The face of poverty in 2011 seems different to me. It’s as much intellectual poverty as it is other types of poverty. I remember some of these islands in the Philippines where people had plenty of food and coca-cola, but spent all day doing nothing, being out of work and preferring to spend their time watching games of chickens fighting and killing themselves. I see entire communities of well fed people in Palermo, Sicily, going about their days sitting on street corners but without much else to look forward to for the rest of their lives.

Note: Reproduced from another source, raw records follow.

// ============================================
// File: crates/nyxpath-transport/src/outbound.rs
// ============================================
//! # Outbound Frame Queue
//!
//! ## Creation Reason
//! Path handlers run synchronously (relay crypto inline on the receive
//! task) but the transport is async. The queue bridges the two: handlers
//! `try_send` and return immediately, a writer task does the awaiting.
//!
//! ## Main Functionality
//! - `OutboundQueue`: bounded queue implementing `LinkSender`
//! - `OutboundWriter`: drains the queue into a `LinkTransport`
//! - Session persistence hints (`persist_session`)
//!
//! ## Flow
//! ```text
//! handler ── send_to() ──► [ bounded mpsc ] ──► writer task ──► LinkTransport::send
//!               │                                    │
//!          QueueFull / ShuttingDown           failure: warn! + counter
//! ```
//!
//! ## ⚠️ Important Note for Next Developer
//! - Frames are never retried; a failed send is logged and counted
//!
//! ## Last Modified
//! v0.1.0 - Initial outbound queue

use std::sync::atomic::{AtomicU64, Ordering};
use std::sync::Arc;
use std::time::Instant;

use bytes::Bytes;
use dashmap::DashMap;
use tokio::sync::{broadcast, mpsc};
use tracing::{debug, trace, warn};

use nyxpath_common::RouterId;

use crate::error::{Result, TransportError};
use crate::traits::{LinkSender, LinkTransport};

// ============================================
// OutboundFrame
// ============================================

/// A frame waiting for the writer task.
#[derive(Debug, Clone)]
pub struct OutboundFrame {
    /// Destination router
    pub to: RouterId,
    /// Encoded link frame
    pub frame: Bytes,
}

// ============================================
// OutboundStats
// ============================================

/// Counters for the outbound path.
#[derive(Debug, Default)]
pub struct OutboundStats {
    /// Frames accepted by `send_to`
    pub queued: AtomicU64,
    /// Frames rejected because the queue was full
    pub dropped: AtomicU64,
    /// Frames the transport accepted
    pub sent: AtomicU64,
    /// Frames the transport failed to send
    pub failed: AtomicU64,
}

impl OutboundStats {
    /// Point-in-time copy.
    #[must_use]
    pub fn snapshot(&self) -> OutboundStatsSnapshot {
        OutboundStatsSnapshot {
            queued: self.queued.load(Ordering::Relaxed),
            dropped: self.dropped.load(Ordering::Relaxed),
            sent: self.sent.load(Ordering::Relaxed),
            failed: self.failed.load(Ordering::Relaxed),
        }
    }
}

/// Snapshot of [`OutboundStats`].
#[derive(Debug, Clone, Copy, PartialEq, Eq, Default)]
pub struct OutboundStatsSnapshot {
    /// Frames accepted by `send_to`
    pub queued: u64,
    /// Frames rejected because the queue was full
    pub dropped: u64,
    /// Frames the transport accepted
    pub sent: u64,
    /// Frames the transport failed to send
    pub failed: u64,
}

// ============================================
// OutboundQueue
// ============================================

/// Bounded outbound queue; the `LinkSender` handed to path code.
pub struct OutboundQueue {
    tx: mpsc::Sender<OutboundFrame>,
    persist: DashMap<RouterId, Instant>,
    stats: Arc<OutboundStats>,
}

impl OutboundQueue {
    /// Creates a queue holding at most `capacity` frames, plus the writer
    /// that must be run to drain it.
    #[must_use]
    pub fn new(capacity: usize) -> (Arc<Self>, OutboundWriter) {
        let (tx, rx) = mpsc::channel(capacity.max(1));
        let stats = Arc::new(OutboundStats::default());
        let queue = Arc::new(Self {
            tx,
            persist: DashMap::new(),
            stats: Arc::clone(&stats),
        });
        (queue, OutboundWriter { rx, stats })
    }

    /// Time until which the session with `router` should be kept.
    #[must_use]
    pub fn persisted_until(&self, router: &RouterId) -> Option<Instant> {
        self.persist.get(router).map(|e| *e.value())
    }

    /// Drops persistence hints that have passed.
    pub fn prune_persist(&self, now: Instant) -> usize {
        let before = self.persist.len();
        self.persist.retain(|_, until| *until > now);
        before - self.persist.len()
    }

    /// Outbound counters.
    #[must_use]
    pub fn stats(&self) -> OutboundStatsSnapshot {
        self.stats.snapshot()
    }
}

impl LinkSender for OutboundQueue {
    fn send_to(&self, to: &RouterId, frame: Bytes) -> Result<()> {
        match self.tx.try_send(OutboundFrame { to: *to, frame }) {
            Ok(()) => {
                self.stats.queued.fetch_add(1, Ordering::Relaxed);
                Ok(())
            }
            Err(mpsc::error::TrySendError::Full(_)) => {
                self.stats.dropped.fetch_add(1, Ordering::Relaxed);
                Err(TransportError::queue_full("outbound queue"))
            }
            Err(mpsc::error::TrySendError::Closed(_)) => Err(TransportError::ShuttingDown),
        }
    }

    fn persist_session(&self, router: &RouterId, until: Instant) {
        self.persist
            .entry(*router)
            .and_modify(|current| {
                if until > *current {
                    *current = until;
                }
            })
            .or_insert(until);
    }
}

impl std::fmt::Debug for OutboundQueue {
    fn fmt(&self, f: &mut std::fmt::Formatter<'_>) -> std::fmt::Result {
        f.debug_struct("OutboundQueue")
            .field("capacity", &self.tx.max_capacity())
            .field("persisted", &self.persist.len())
            .field("stats", &self.stats.snapshot())
            .finish()
    }
}

// ============================================
// OutboundWriter
// ============================================

/// Receiving half of an [`OutboundQueue`].
pub struct OutboundWriter {
    rx: mpsc::Receiver<OutboundFrame>,
    stats: Arc<OutboundStats>,
}

impl OutboundWriter {
    /// Drains frames into `transport` until shutdown or until every queue
    /// handle is dropped.
    pub async fn run(
        mut self,
        transport: Arc<dyn LinkTransport>,
        mut shutdown_rx: broadcast::Receiver<()>,
    ) {
        debug!("Outbound writer started");
        loop {
            tokio::select! {
                next = self.rx.recv() => {
                    let Some(OutboundFrame { to, frame }) = next else {
                        break;
                    };
                    let len = frame.len();
                    match transport.send(&to, frame).await {
                        Ok(()) => {
                            self.stats.sent.fetch_add(1, Ordering::Relaxed);
                            trace!(peer = %to.short(), len, "Frame sent");
                        }
                        Err(e) => {
                            self.stats.failed.fetch_add(1, Ordering::Relaxed);
                            warn!(peer = %to.short(), error = %e, "Frame delivery failed");
                        }
                    }
                }
                _ = shutdown_rx.recv() => break,
            }
        }
        debug!("Outbound writer stopped");
    }
}

// ============================================
// Tests
// ============================================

Health and Fitness Is a Foreign Concept in Many Countries
When I attempted to go out for a jog in Bali, the locals were very preoccupied. As I was running, some people asked me where I was going to or if I needed any help. When I told them I was just running for the “health benefits” they looked totally confused, as if I told them I was cleaning up garbage as a recreational activity. My friend Andrew Perlot got a similar reaction when he went for a jog in Bali, they asked him if he was running away from something or to something and needed a ride!
When I went running on a tourist beach in the Philippines I had hawkers trying to chase me down and sell me goods and other people laughing at me trying to keep up while they tried to imitate me. Most Filipino men are fairly slim and don’t overeat in general, so to them it’s pretty ridiculous to go for a run every morning especially on a tourist beach.
The concept of health and fitness is a foreign concept in many countries. Most people in many countries have no idea why anyone would not want to eat meat every chance they could, avoid dairy products, run for health or lift weights!
People only see what they want to see, and when countries want to emulate the West, they only see it as a positive thing and are unaware of the negative side effects.
The World Is About to Change
Some people don’t like to travel these days because they don’t like the concept of “mass tourism” and the fact that there are very few unspoiled places left on the planet.
What I noticed while traveling around the world is that the world is changing at a very fast pace. Cultures are eroding and people are no longer eating their traditional diets. Immigration patterns are mixing all cultures together and many people are losing their sense of cultural identity. Places that used to be unknown and pristine now have resorts on them.
It led me to think that one day, maybe 20 or 30 years down the road, we’ll look fondly at those days we have now where it’s still possible to travel the world for relatively cheap, experience new cultures (even though this tends to be diluted) and still find a few spots that are relatively untouched and unspoiled.
The world is changing, and it’s changing at a very fast pace. If you’ve put off traveling until now, you may want to change your mind before it’s too late!